> _INSTRUCTIONS FOR THE TASK_:
All of the data is to be repeated verbatim.

==============================

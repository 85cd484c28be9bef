use config::RemoteConfig;
use std::fs::{self, File, OpenOptions};
use std::io::{self, Read, Write};
use std::path::{Path, PathBuf};
use std::sync::Arc;

/// Access to the remote store holding every built version of a domain.
///
/// Paths are relative to the domain's remote root, `<partition>/<file>`
/// (see [`remote_path`]). Implementations must be usable from several
/// partition updaters at once.
pub trait RemoteFileOps: Send + Sync {
    fn input_stream(&self, path: &str) -> io::Result<Box<dyn Read + Send>>;

    fn output_stream(&self, path: &str) -> io::Result<Box<dyn Write + Send>>;

    fn exists(&self, path: &str) -> io::Result<bool>;

    /// Copies a remote file into `local_root`, keeping its file name, and
    /// returns the local path.
    fn copy_to_local_root(&self, path: &str, local_root: &Path) -> io::Result<PathBuf>;

    /// Deletes a remote file. `Ok(false)` if there was nothing to delete.
    fn attempt_delete(&self, path: &str) -> io::Result<bool>;

    /// Fully qualified location, for logs and error messages.
    fn remote_absolute_path(&self, path: &str) -> String;
}

/// Relative remote path of a partition's file.
#[must_use]
pub fn remote_path(partition: u32, file_name: &str) -> String {
    format!("{}/{}", partition, file_name)
}

/// Builds the file-ops implementation selected in the config.
#[must_use]
pub fn from_config(remote: &RemoteConfig) -> Arc<dyn RemoteFileOps> {
    match remote {
        RemoteConfig::Local { root } => Arc::new(LocalFileOps::new(root)),
    }
}

/// Remote store reachable as a local directory tree.
#[derive(Debug, Clone)]
pub struct LocalFileOps {
    root: PathBuf,
}

impl LocalFileOps {
    pub fn new<P: AsRef<Path>>(root: P) -> Self {
        Self {
            root: root.as_ref().to_path_buf(),
        }
    }

    #[must_use]
    pub fn root(&self) -> &Path {
        &self.root
    }

    fn resolve(&self, path: &str) -> io::Result<PathBuf> {
        let rel = Path::new(path);
        let escapes = rel
            .components()
            .any(|c| matches!(c, std::path::Component::ParentDir));
        if rel.is_absolute() || escapes {
            return Err(io::Error::new(
                io::ErrorKind::InvalidInput,
                format!("remote path {:?} escapes the remote root", path),
            ));
        }
        Ok(self.root.join(rel))
    }
}

impl RemoteFileOps for LocalFileOps {
    fn input_stream(&self, path: &str) -> io::Result<Box<dyn Read + Send>> {
        Ok(Box::new(File::open(self.resolve(path)?)?))
    }

    fn output_stream(&self, path: &str) -> io::Result<Box<dyn Write + Send>> {
        let full = self.resolve(path)?;
        if let Some(parent) = full.parent() {
            fs::create_dir_all(parent)?;
        }
        let f = OpenOptions::new()
            .create(true)
            .write(true)
            .truncate(true)
            .open(full)?;
        Ok(Box::new(f))
    }

    fn exists(&self, path: &str) -> io::Result<bool> {
        Ok(self.resolve(path)?.is_file())
    }

    fn copy_to_local_root(&self, path: &str, local_root: &Path) -> io::Result<PathBuf> {
        let src = self.resolve(path)?;
        let name = src.file_name().ok_or_else(|| {
            io::Error::new(
                io::ErrorKind::InvalidInput,
                format!("remote path {:?} has no file name", path),
            )
        })?;
        let dst = local_root.join(name);
        fs::copy(&src, &dst)?;
        Ok(dst)
    }

    fn attempt_delete(&self, path: &str) -> io::Result<bool> {
        match fs::remove_file(self.resolve(path)?) {
            Ok(()) => Ok(true),
            Err(e) if e.kind() == io::ErrorKind::NotFound => Ok(false),
            Err(e) => Err(e),
        }
    }

    fn remote_absolute_path(&self, path: &str) -> String {
        self.root.join(path).display().to_string()
    }
}
use blobstore::{BlobOptions, BlobReader, BlobWriter};
use codec::{sort_by_key_hash, CompressionCodec};
use config::BlobConfig;
use criterion::{criterion_group, criterion_main, BatchSize, Criterion};
use std::path::Path;
use tempfile::tempdir;

const N_KEYS: usize = 5_000;

fn entries() -> Vec<(Vec<u8>, Vec<u8>)> {
    (0..N_KEYS)
        .map(|i| {
            let len = 64 + (i * 31) % 512;
            (format!("doc{}", i).into_bytes(), vec![(i % 251) as u8; len])
        })
        .collect()
}

fn opts(compression: CompressionCodec, value_cache_capacity: usize) -> BlobOptions {
    BlobOptions::new(10, 10)
        .with_compression(compression)
        .with_blob(BlobConfig {
            value_cache_capacity,
            ..BlobConfig::default()
        })
}

fn write_store(dir: &Path, opts: &BlobOptions) -> BlobReader {
    let index = dir.join("bench.hidx");
    let records = dir.join("bench.blob");
    let mut sorted = entries();
    sort_by_key_hash(opts.hasher, opts.key_hash_size, &mut sorted);
    let mut w = BlobWriter::create(&index, &records, opts.clone()).unwrap();
    for (k, v) in &sorted {
        w.write(k, v).unwrap();
    }
    w.finish().unwrap();
    BlobReader::open(&index, &records, opts).unwrap()
}

fn blob_write_benchmark(c: &mut Criterion) {
    for (name, codec) in [
        ("blob_write_5k_flat", CompressionCodec::None),
        ("blob_write_5k_snappy", CompressionCodec::Snappy),
    ] {
        c.bench_function(name, |b| {
            b.iter_batched(
                || tempdir().unwrap(),
                |dir| {
                    write_store(dir.path(), &opts(codec, 0));
                },
                BatchSize::SmallInput,
            );
        });
    }
}

fn blob_get_benchmark(c: &mut Criterion) {
    for (name, codec, cache) in [
        ("blob_get_hit_5k_flat", CompressionCodec::None, 0),
        ("blob_get_hit_5k_deflate", CompressionCodec::Deflate, 0),
        ("blob_get_hit_5k_snappy", CompressionCodec::Snappy, 0),
        ("blob_get_hit_5k_snappy_cached", CompressionCodec::Snappy, N_KEYS),
    ] {
        let dir = tempdir().unwrap();
        let reader = write_store(dir.path(), &opts(codec, cache));
        let keys: Vec<Vec<u8>> = (0..N_KEYS).map(|i| format!("doc{}", i).into_bytes()).collect();

        c.bench_function(name, |b| {
            b.iter(|| {
                for k in &keys {
                    assert!(reader.get(k).unwrap().is_found());
                }
            });
        });
    }
}

fn blob_scan_benchmark(c: &mut Criterion) {
    let dir = tempdir().unwrap();
    let reader = write_store(dir.path(), &opts(CompressionCodec::Snappy, 0));

    c.bench_function("blob_scan_5k_snappy", |b| {
        b.iter(|| {
            let n = reader.iter().map(|r| r.unwrap()).count();
            assert_eq!(n, N_KEYS);
        });
    });
}

criterion_group!(benches, blob_write_benchmark, blob_get_benchmark, blob_scan_benchmark);
criterion_main!(benches);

==============================

> _SOLUTION BELOW_:
repository 85cd484c28be9bef
use config::RemoteConfig;
use std::fs::{self, File, OpenOptions};
use std::io::{self, Read, Write};
use std::path::{Path, PathBuf};
use std::sync::Arc;

/// Access to the remote store holding every built version of a domain.
///
/// Paths are relative to the domain's remote root, `<partition>/<file>`
/// (see [`remote_path`]). Implementations must be usable from several
/// partition updaters at once.
pub trait RemoteFileOps: Send + Sync {
    fn input_stream(&self, path: &str) -> io::Result<Box<dyn Read + Send>>;

    fn output_stream(&self, path: &str) -> io::Result<Box<dyn Write + Send>>;

    fn exists(&self, path: &str) -> io::Result<bool>;

    /// Copies a remote file into `local_root`, keeping its file name, and
    /// returns the local path.
    fn copy_to_local_root(&self, path: &str, local_root: &Path) -> io::Result<PathBuf>;

    /// Deletes a remote file. `Ok(false)` if there was nothing to delete.
    fn attempt_delete(&self, path: &str) -> io::Result<bool>;

    /// Fully qualified location, for logs and error messages.
    fn remote_absolute_path(&self, path: &str) -> String;
}

/// Relative remote path of a partition's file.
#[must_use]
pub fn remote_path(partition: u32, file_name: &str) -> String {
    format!("{}/{}", partition, file_name)
}

/// Builds the file-ops implementation selected in the config.
#[must_use]
pub fn from_config(remote: &RemoteConfig) -> Arc<dyn RemoteFileOps> {
    match remote {
        RemoteConfig::Local { root } => Arc::new(LocalFileOps::new(root)),
    }
}

/// Remote store reachable as a local directory tree.
#[derive(Debug, Clone)]
pub struct LocalFileOps {
    root: PathBuf,
}

impl LocalFileOps {
    pub fn new<P: AsRef<Path>>(root: P) -> Self {
        Self {
            root: root.as_ref().to_path_buf(),
        }
    }

    #[must_use]
    pub fn root(&self) -> &Path {
        &self.root
    }

    fn resolve(&self, path: &str) -> io::Result<PathBuf> {
        let rel = Path::new(path);
        let escapes = rel
            .components()
            .any(|c| matches!(c, std::path::Component::ParentDir));
        if rel.is_absolute() || escapes {
            return Err(io::Error::new(
                io::ErrorKind::InvalidInput,
                format!("remote path {:?} escapes the remote root", path),
            ));
        }
        Ok(self.root.join(rel))
    }
}

impl RemoteFileOps for LocalFileOps {
    fn input_stream(&self, path: &str) -> io::Result<Box<dyn Read + Send>> {
        Ok(Box::new(File::open(self.resolve(path)?)?))
    }

    fn output_stream(&self, path: &str) -> io::Result<Box<dyn Write + Send>> {
        let full = self.resolve(path)?;
        if let Some(parent) = full.parent() {
            fs::create_dir_all(parent)?;
        }
        let f = OpenOptions::new()
            .create(true)
            .write(true)
            .truncate(true)
            .open(full)?;
        Ok(Box::new(f))
    }

    fn exists(&self, path: &str) -> io::Result<bool> {
        Ok(self.resolve(path)?.is_file())
    }

    fn copy_to_local_root(&self, path: &str, local_root: &Path) -> io::Result<PathBuf> {
        let src = self.resolve(path)?;
        let name = src.file_name().ok_or_else(|| {
            io::Error::new(
                io::ErrorKind::InvalidInput,
                format!("remote path {:?} has no file name", path),
            )
        })?;
        let dst = local_root.join(name);
        fs::copy(&src, &dst)?;
        Ok(dst)
    }

    fn attempt_delete(&self, path: &str) -> io::Result<bool> {
        match fs::remove_file(self.resolve(path)?) {
            Ok(()) => Ok(true),
            Err(e) if e.kind() == io::ErrorKind::NotFound => Ok(false),
            Err(e) => Err(e),
        }
    }

    fn remote_absolute_path(&self, path: &str) -> String {
        self.root.join(path).display().to_string()
    }
}
use blobstore::{BlobOptions, BlobReader, BlobWriter};
use codec::{sort_by_key_hash, CompressionCodec};
use config::BlobConfig;
use criterion::{criterion_group, criterion_main, BatchSize, Criterion};
use std::path::Path;
use tempfile::tempdir;

const N_KEYS: usize = 5_000;

fn entries() -> Vec<(Vec<u8>, Vec<u8>)> {
    (0..N_KEYS)
        .map(|i| {
            let len = 64 + (i * 31) % 512;
            (format!("doc{}", i).into_bytes(), vec![(i % 251) as u8; len])
        })
        .collect()
}

fn opts(compression: CompressionCodec, value_cache_capacity: usize) -> BlobOptions {
    BlobOptions::new(10, 10)
        .with_compression(compression)
        .with_blob(BlobConfig {
            value_cache_capacity,
            ..BlobConfig::default()
        })
}

fn write_store(dir: &Path, opts: &BlobOptions) -> BlobReader {
    let index = dir.join("bench.hidx");
    let records = dir.join("bench.blob");
    let mut sorted = entries();
    sort_by_key_hash(opts.hasher, opts.key_hash_size, &mut sorted);
    let mut w = BlobWriter::create(&index, &records, opts.clone()).unwrap();
    for (k, v) in &sorted {
        w.write(k, v).unwrap();
    }
    w.finish().unwrap();
    BlobReader::open(&index, &records, opts).unwrap()
}

fn blob_write_benchmark(c: &mut Criterion) {
    for (name, codec) in [
        ("blob_write_5k_flat", CompressionCodec::None),
        ("blob_write_5k_snappy", CompressionCodec::Snappy),
    ] {
        c.bench_function(name, |b| {
            b.iter_batched(
                || tempdir().unwrap(),
                |dir| {
                    write_store(dir.path(), &opts(codec, 0));
                },
                BatchSize::SmallInput,
            );
        });
    }
}

fn blob_get_benchmark(c: &mut Criterion) {
    for (name, codec, cache) in [
        ("blob_get_hit_5k_flat", CompressionCodec::None, 0),
        ("blob_get_hit_5k_deflate", CompressionCodec::Deflate, 0),
        ("blob_get_hit_5k_snappy", CompressionCodec::Snappy, 0),
        ("blob_get_hit_5k_snappy_cached", CompressionCodec::Snappy, N_KEYS),
    ] {
        let dir = tempdir().unwrap();
        let reader = write_store(dir.path(), &opts(codec, cache));
        let keys: Vec<Vec<u8>> = (0..N_KEYS).map(|i| format!("doc{}", i).into_bytes()).collect();

        c.bench_function(name, |b| {
            b.iter(|| {
                for k in &keys {
                    assert!(reader.get(k).unwrap().is_found());
                }
            });
        });
    }
}

fn blob_scan_benchmark(c: &mut Criterion) {
    let dir = tempdir().unwrap();
    let reader = write_store(dir.path(), &opts(CompressionCodec::Snappy, 0));

    c.bench_function("blob_scan_5k_snappy", |b| {
        b.iter(|| {
            let n = reader.iter().map(|r| r.unwrap()).count();
            assert_eq!(n, N_KEYS);
        });
    });
}

criterion_group!(benches, blob_write_benchmark, blob_get_benchmark, blob_scan_benchmark);
criterion_main!(benches);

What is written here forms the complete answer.